Sisi yıllarca siyasal meşruiyetini tartışmaya açan Erdoğan’ı ayağına götüren normalleşme sürecinde taviz vermedi, geri adım atmadı, herhangi bir politika değişikliğine gitmedi. Halbuki bu normalleşmeye onun da ihtiyacı var(dı). 2013 darbesinin finansörü Suudi Arabistan ve BAE’nin mali desteği artık Mısır’ın büyük projelerine yetmiyor. Taze kan lazım. Bölgesel güç merkezi olma konusunda Suudi-Emirlikler arasında patlak veren rekabet Erdoğan’ın Körfez’le normalleşmesini kolaylaştırırken Mısır’ın eski defterlerde çakılıp kalması ne mantıklı ne de sürdürülebilirdi. Yine de Sisi’nin nazlanan taraf olması Erdoğan’ın bu ilişkiye ondan çok daha muhtaç olduğunu gösteriyor. Müslüman Kardeşler iktidarına darbe Gezi Parkı isyanının yol açtığı sersemliğin üzerine gelmiş, bu da Erdoğan’daki beka korkusunu tetiklemişti. Sisi’nin, Erdoğan’daki çağrışımı basitçe kardeşlerinin iktidardan indirilmiş olması değildi. “Rabia” Erdoğan’ın içinde büyüyen korkuydu, kendi korkusuydu!
***
Peki ‘U’ dönüşleriyle ancak mümkün olabilen Kahire ziyaretinden neyi hedefliyor? Elbette ‘Rabia’ sömürüsünün getirdiği dağınıklığı toparlamayı, 12 yıllık kayıpları telafi etmeyi.

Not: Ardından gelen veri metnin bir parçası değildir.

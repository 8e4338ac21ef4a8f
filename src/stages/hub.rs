//! Hub stage: network, appliance subnets, security groups, NICs and the
//! FortiGate VM.

use crate::azure::RemoteApi;
use crate::config::LabConfig;
use crate::error::{ConvergeError, Result};
use crate::models::resources::{
    NicLive, NicSpec, NsgSpec, PublicIpSpec, SecurityRuleSpec, SubnetLive, SubnetSpec, VmSpec, VnetSpec,
};
use crate::models::{address_at_offset, contains, DesiredResource, HubOutput, MatchPolicy, SubnetFact};
use crate::processing::{Reconciler, SubnetRequest};

/// Inbound rules of the WAN security group: management from the allowed range.
fn wan_rules(config: &LabConfig) -> Vec<SecurityRuleSpec> {
    [("allow-mgmt-https", 100, "443"), ("allow-mgmt-ssh", 110, "22")]
        .into_iter()
        .map(|(name, priority, port)| SecurityRuleSpec {
            nsg: config.hub.wan_nsg_name.clone(),
            name: name.to_string(),
            priority,
            direction: "Inbound".to_string(),
            access: "Allow".to_string(),
            protocol: "Tcp".to_string(),
            source_address_prefix: config.allowed_mgmt_cidr.clone(),
            destination_port_range: port.to_string(),
        })
        .collect()
}

fn lan_rules(config: &LabConfig) -> Vec<SecurityRuleSpec> {
    vec![SecurityRuleSpec {
        nsg: config.hub.lan_nsg_name.clone(),
        name: "allow-vnet-inbound".to_string(),
        priority: 100,
        direction: "Inbound".to_string(),
        access: "Allow".to_string(),
        protocol: "*".to_string(),
        source_address_prefix: "VirtualNetwork".to_string(),
        destination_port_range: "*".to_string(),
    }]
}

fn prefix_of(subnet: &SubnetLive) -> Result<String> {
    subnet
        .primary_prefix()
        .ok_or_else(|| ConvergeError::validation(&subnet.name, "subnet has no address prefix"))
}

/// The pinned LAN address when it sits inside the LAN subnet, else the host offset.
fn resolve_lan_ip(config: &LabConfig, lan_prefix: &str) -> Result<String> {
    if let Some(ip) = &config.hub.fgt_lan_ip {
        if contains(ip, lan_prefix)? {
            return Ok(ip.clone());
        }
        log::warn!("configured FortiGate LAN IP {ip} is outside {lan_prefix}; deriving it from the subnet");
    }
    Ok(address_at_offset(lan_prefix, config.hub.lan_host_offset)?.to_string())
}

fn ensure_nic<A: RemoteApi>(rec: &mut Reconciler<A>, spec: NicSpec, policy: MatchPolicy) -> Result<String> {
    let wanted = spec.private_ip_address.clone();
    let live: NicLive = rec.ensure(&DesiredResource::new(spec, policy))?.live;
    Ok(live.private_ip_address.unwrap_or(wanted))
}

pub fn run<A: RemoteApi>(rec: &mut Reconciler<A>, config: &LabConfig) -> Result<HubOutput> {
    let hub = &config.hub;
    let policies = &config.match_policies;
    log::info!("#Start hub stage for vnet '{}'", hub.vnet_name);

    let vnet = rec
        .ensure(&DesiredResource::new(
            VnetSpec {
                name: hub.vnet_name.clone(),
                location: config.location.clone(),
                address_prefixes: hub.address_space.clone(),
            },
            policies.vnet_address_space,
        ))?
        .live;

    for (nsg, rules) in [(&hub.wan_nsg_name, wan_rules(config)), (&hub.lan_nsg_name, lan_rules(config))] {
        rec.ensure(&DesiredResource::exact(NsgSpec {
            name: nsg.clone(),
            location: config.location.clone(),
        }))?;
        for rule in &rules {
            rec.upsert(rule)?;
        }
    }

    let subnet = |name: &str, prefix: &str| {
        DesiredResource::new(
            SubnetSpec {
                vnet: hub.vnet_name.clone(),
                name: name.to_string(),
                address_prefix: prefix.to_string(),
                route_table: None,
                network_security_group: None,
            },
            policies.subnet_prefix,
        )
    };
    let wan = rec
        .ensure_subnet(&SubnetRequest {
            desired: subnet(&hub.wan_subnet_name, &hub.wan_subnet_prefix),
            vnet_prefixes: &vnet.address_prefixes,
            attached_nic: Some(hub.wan_nic_name.as_str()),
            max_third_octet: hub.subnet_search_max_third_octet,
            sibling_names: &[hub.lan_subnet_name.clone()],
            sibling_prefixes: &[hub.lan_subnet_prefix.clone()],
        })?
        .live;
    let lan = rec
        .ensure_subnet(&SubnetRequest {
            desired: subnet(&hub.lan_subnet_name, &hub.lan_subnet_prefix),
            vnet_prefixes: &vnet.address_prefixes,
            attached_nic: Some(hub.lan_nic_name.as_str()),
            max_third_octet: hub.subnet_search_max_third_octet,
            sibling_names: &[hub.wan_subnet_name.clone(), wan.name.clone()],
            sibling_prefixes: &[hub.wan_subnet_prefix.clone()],
        })?
        .live;
    if lan.name.eq_ignore_ascii_case(&wan.name) {
        return Err(ConvergeError::validation(
            &lan.name,
            "WAN and LAN interfaces would share one subnet",
        ));
    }
    let wan_prefix = prefix_of(&wan)?;
    let lan_prefix = prefix_of(&lan)?;
    log::info!("hub WAN subnet '{}' {wan_prefix}, LAN subnet '{}' {lan_prefix}", wan.name, lan.name);

    let pip = rec
        .ensure(&DesiredResource::new(
            PublicIpSpec {
                name: hub.public_ip_name.clone(),
                location: config.location.clone(),
                sku: hub.public_ip_sku.clone(),
                allocation_method: "Static".to_string(),
            },
            policies.public_ip,
        ))?
        .live;

    let wan_ip = ensure_nic(
        rec,
        NicSpec {
            name: hub.wan_nic_name.clone(),
            location: config.location.clone(),
            vnet: hub.vnet_name.clone(),
            subnet: wan.name.clone(),
            private_ip_address: address_at_offset(&wan_prefix, hub.wan_host_offset)?.to_string(),
            ip_forwarding: true,
            network_security_group: Some(hub.wan_nsg_name.clone()),
            public_ip: Some(hub.public_ip_name.clone()),
        },
        policies.nic_addressing,
    )?;
    let lan_ip = ensure_nic(
        rec,
        NicSpec {
            name: hub.lan_nic_name.clone(),
            location: config.location.clone(),
            vnet: hub.vnet_name.clone(),
            subnet: lan.name.clone(),
            private_ip_address: resolve_lan_ip(config, &lan_prefix)?,
            ip_forwarding: true,
            network_security_group: Some(hub.lan_nsg_name.clone()),
            public_ip: None,
        },
        policies.nic_addressing,
    )?;

    rec.ensure(&DesiredResource::new(
        VmSpec {
            name: hub.fgt_vm_name.clone(),
            location: config.location.clone(),
            image: hub.fgt_image.clone(),
            size: hub.fgt_vm_size.clone(),
            nics: vec![hub.wan_nic_name.clone(), hub.lan_nic_name.clone()],
            admin_username: config.admin_username.clone(),
            admin_password: config.admin_password.clone(),
        },
        policies.vm_size,
    ))?;

    Ok(HubOutput {
        resource_group: config.resource_group.clone(),
        location: config.location.clone(),
        vnet_id: vnet.id.clone().unwrap_or_else(|| vnet.name.clone()),
        vnet_name: vnet.name,
        address_prefixes: vnet.address_prefixes,
        wan_subnet: SubnetFact {
            name: wan.name,
            prefix: wan_prefix,
        },
        lan_subnet: SubnetFact {
            name: lan.name,
            prefix: lan_prefix,
        },
        public_ip_name: pip.name,
        public_ip_address: pip.ip_address,
        fgt_vm_name: hub.fgt_vm_name.clone(),
        fgt_wan_nic: hub.wan_nic_name.clone(),
        fgt_lan_nic: hub.lan_nic_name.clone(),
        fgt_wan_ip: wan_ip,
        fgt_lan_ip: lan_ip,
    })
}

#[cfg(test)]
mod tests {
    use super::*;
    use crate::azure::{InMemoryApi, ResourceId, ResourceKind};
    use crate::config::tests::sample;
    use crate::processing::{RecordingSleeper, RetryPolicy};
    use serde_json::json;

    fn config() -> LabConfig {
        let mut config = sample();
        config.admin_password = Some("Lab-Passw0rd!".to_string());
        config
    }

    fn reconciler(api: InMemoryApi) -> Reconciler<InMemoryApi> {
        Reconciler::new(api, RetryPolicy::default(), Box::new(RecordingSleeper::new()))
    }

    #[test]
    fn test_fresh_hub() {
        let config = config();
        let mut rec = reconciler(InMemoryApi::new("rg-lab"));
        let out = run(&mut rec, &config).unwrap();

        assert_eq!(out.wan_subnet.prefix, "10.100.0.0/24");
        assert_eq!(out.lan_subnet.prefix, "10.100.1.0/24");
        assert_eq!(out.fgt_wan_ip, "10.100.0.4");
        assert_eq!(out.fgt_lan_ip, "10.100.1.4");
        assert_eq!(out.public_ip_address.as_deref(), Some("203.0.113.1"));
        assert!(out.vnet_id.ends_with("/virtualNetworks/vnet-hub"));

        let nic = rec.api().get(ResourceKind::NetworkInterface, &ResourceId::top("nic-fgt-lan")).unwrap();
        assert_eq!(nic["enableIpForwarding"], json!(true));
        let vm = rec.api().get(ResourceKind::VirtualMachine, &ResourceId::top("vm-fgt")).unwrap();
        assert!(vm.get("adminPassword").is_none());
    }

    #[test]
    fn test_rerun_is_quiet() {
        let config = config();
        let mut rec = reconciler(InMemoryApi::new("rg-lab"));
        let first = run(&mut rec, &config).unwrap();
        rec.api_mut().reset_calls();
        rec.take_journal();

        let second = run(&mut rec, &config).unwrap();
        assert_eq!(first, second);
        assert_eq!(rec.api().mutating_calls(), 0);
    }

    #[test]
    fn test_pinned_lan_ip_outside_allocated_subnet_is_rederived() {
        let config = config();
        let mut api = InMemoryApi::new("rg-lab");
        api.seed(
            ResourceKind::VirtualNetwork,
            ResourceId::top("vnet-hub"),
            json!({ "addressPrefixes": ["10.100.0.0/16"] }),
        );
        api.seed(
            ResourceKind::Subnet,
            ResourceId::child("vnet-hub", "legacy"),
            json!({ "addressPrefix": "10.100.1.0/24", "ipConfigurationCount": 2 }),
        );
        let mut rec = reconciler(api);
        let out = run(&mut rec, &config).unwrap();
        assert_eq!(out.lan_subnet.prefix, "10.100.2.0/24");
        assert_eq!(out.fgt_lan_ip, "10.100.2.4");
    }

    #[test]
    fn test_relocated_wan_subnet_is_not_reused_for_lan() {
        let config = config();
        let mut api = InMemoryApi::new("rg-lab");
        api.seed(
            ResourceKind::VirtualNetwork,
            ResourceId::top("vnet-hub"),
            json!({ "addressPrefixes": ["10.100.0.0/16"] }),
        );
        api.seed(
            ResourceKind::Subnet,
            ResourceId::child("vnet-hub", "legacy"),
            json!({ "addressPrefix": "10.100.0.0/24", "ipConfigurationCount": 1 }),
        );
        let mut rec = reconciler(api);
        let out = run(&mut rec, &config).unwrap();

        assert_eq!(out.wan_subnet.name, "snet-fgt-wan");
        assert_eq!(out.wan_subnet.prefix, "10.100.2.0/24");
        assert_eq!(out.lan_subnet.name, "snet-fgt-lan");
        assert_eq!(out.lan_subnet.prefix, "10.100.1.0/24");
        assert_eq!(out.fgt_wan_ip, "10.100.2.4");
        assert_eq!(out.fgt_lan_ip, "10.100.1.4");

        // rerun keeps both where they are
        rec.api_mut().reset_calls();
        assert_eq!(run(&mut rec, &config).unwrap(), out);
        assert_eq!(rec.api().mutating_calls(), 0);
    }

    #[test]
    fn test_missing_password_blocks_vm_creation() {
        let mut config = config();
        config.admin_password = None;
        let mut rec = reconciler(InMemoryApi::new("rg-lab"));
        assert!(matches!(run(&mut rec, &config), Err(ConvergeError::Validation { .. })));
    }

    #[test]
    fn test_rules_follow_mgmt_cidr() {
        let config = config();
        let rules = wan_rules(&config);
        assert_eq!(rules.len(), 2);
        assert!(rules.iter().all(|r| r.source_address_prefix == "198.51.100.0/24"));
        assert_eq!(lan_rules(&config)[0].source_address_prefix, "VirtualNetwork");
    }
}
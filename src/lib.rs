// cargo watch -x 'fmt' -x 'run'  // 'run -- all --config config/lab.json'

pub mod azure;
pub mod config;
pub mod error;
pub mod models;
pub mod output;
pub mod processing;
pub mod stages;

pub use config::LabConfig;
pub use error::{ConvergeError, Result};
pub use stages::{parse_stages, Pipeline, StageReport};
//! Desired and live shapes of every managed resource kind.
//!
//! Desired types (`*Spec`) carry what the pipeline wants; live types
//! (`*Live`) carry only the fields the reconciler inspects, as returned by a
//! `describe` projection.

use crate::azure::{name_from_id, Params, ResourceId, ResourceKind};
use crate::error::{ConvergeError, Result};
use serde::de::DeserializeOwned;
use serde::{Deserialize, Serialize};
use serde_json::{json, Value};
use std::fmt;

/// How to treat a live resource whose attributes differ from the desired ones.
#[derive(Debug, Clone, Copy, PartialEq, Eq, Serialize, Deserialize, Default)]
pub enum MatchPolicy {
    /// Mismatch is a conflict; the run stops.
    #[default]
    Exact,
    /// Keep the live value, warn, and carry it downstream.
    AdoptExisting,
}

impl fmt::Display for MatchPolicy {
    fn fmt(&self, f: &mut fmt::Formatter<'_>) -> fmt::Result {
        match self {
            MatchPolicy::Exact => f.write_str("Exact"),
            MatchPolicy::AdoptExisting => f.write_str("AdoptExisting"),
        }
    }
}

/// First attribute found to differ between desired and live state.
#[derive(Debug, Clone, PartialEq, Eq)]
pub struct Mismatch {
    pub attribute: &'static str,
    pub expected: String,
    pub actual: String,
}

impl Mismatch {
    pub fn new(attribute: &'static str, expected: impl fmt::Display, actual: impl fmt::Display) -> Mismatch {
        Mismatch {
            attribute,
            expected: expected.to_string(),
            actual: actual.to_string(),
        }
    }
}

/// A resource kind the reconciler can converge.
pub trait Resource {
    const KIND: ResourceKind;
    type Live: DeserializeOwned + Clone + fmt::Debug;

    fn id(&self) -> ResourceId;

    fn create_params(&self) -> Result<Params>;

    fn update_params(&self) -> Result<Params> {
        self.create_params()
    }

    /// `None` when the live resource already satisfies this spec.
    fn diff(&self, live: &Self::Live) -> Option<Mismatch>;
}

/// A resource plus the policy that decides what a mismatch means.
#[derive(Debug, Clone)]
pub struct DesiredResource<R> {
    pub resource: R,
    pub policy: MatchPolicy,
}

impl<R: Resource> DesiredResource<R> {
    pub fn new(resource: R, policy: MatchPolicy) -> DesiredResource<R> {
        DesiredResource { resource, policy }
    }

    pub fn exact(resource: R) -> DesiredResource<R> {
        DesiredResource::new(resource, MatchPolicy::Exact)
    }

    pub fn kind(&self) -> ResourceKind {
        R::KIND
    }

    pub fn identity(&self) -> ResourceId {
        self.resource.id()
    }
}

fn object(value: Value) -> Params {
    match value {
        Value::Object(map) => map,
        _ => Params::new(),
    }
}

fn opt(value: &Option<String>) -> &str {
    value.as_deref().unwrap_or("<none>")
}

fn same_name(expected: &str, actual: Option<&str>) -> bool {
    actual.is_some_and(|a| name_from_id(a).eq_ignore_ascii_case(name_from_id(expected)))
}

fn normalised(prefixes: &[String]) -> Vec<String> {
    let mut v: Vec<String> = prefixes.iter().map(|p| p.trim().to_string()).collect();
    v.sort();
    v.dedup();
    v
}

// ---------------------------------------------------------------------------
// Virtual network
// ---------------------------------------------------------------------------

#[derive(Debug, Clone)]
pub struct VnetSpec {
    pub name: String,
    pub location: String,
    pub address_prefixes: Vec<String>,
}

#[derive(Debug, Clone, Deserialize)]
#[serde(rename_all = "camelCase")]
pub struct VnetLive {
    pub name: String,
    pub id: Option<String>,
    #[serde(default)]
    pub address_prefixes: Vec<String>,
    pub provisioning_state: Option<String>,
}

impl Resource for VnetSpec {
    const KIND: ResourceKind = ResourceKind::VirtualNetwork;
    type Live = VnetLive;

    fn id(&self) -> ResourceId {
        ResourceId::top(&self.name)
    }

    fn create_params(&self) -> Result<Params> {
        Ok(object(json!({
            "location": self.location,
            "addressPrefixes": self.address_prefixes,
        })))
    }

    fn diff(&self, live: &VnetLive) -> Option<Mismatch> {
        let expected = normalised(&self.address_prefixes);
        let actual = normalised(&live.address_prefixes);
        (expected != actual).then(|| {
            Mismatch::new("address prefixes", expected.join(","), actual.join(","))
        })
    }
}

Mısır temkini elden bırakmasa da iki taraf da dışa dönük mesajlarında “ileriye bakmayı” öğütlüyor. Hafıza yoksunu olmak Erdoğan’ın hatalarını örtmeye yarayabilir ama geçmişi tamamen unutmak Sisi’nin işine gelen bir durum değil. Sisi’nin en az 2 yıl boyunca nazlandığı hazırlık sürecindeki temkinlilik, ticari-ekonomik gündemi öne alıp Libya, Doğu Akdeniz’deki enerji denklemi, deniz yetki alanları ve Müslüman Kardeşler gibi çetrefilli konularda kontrollü gitmek istediklerine işaret ediyordu. “Aklımda” diye fısıldayan bu yaklaşımın değiştiği söylenemez.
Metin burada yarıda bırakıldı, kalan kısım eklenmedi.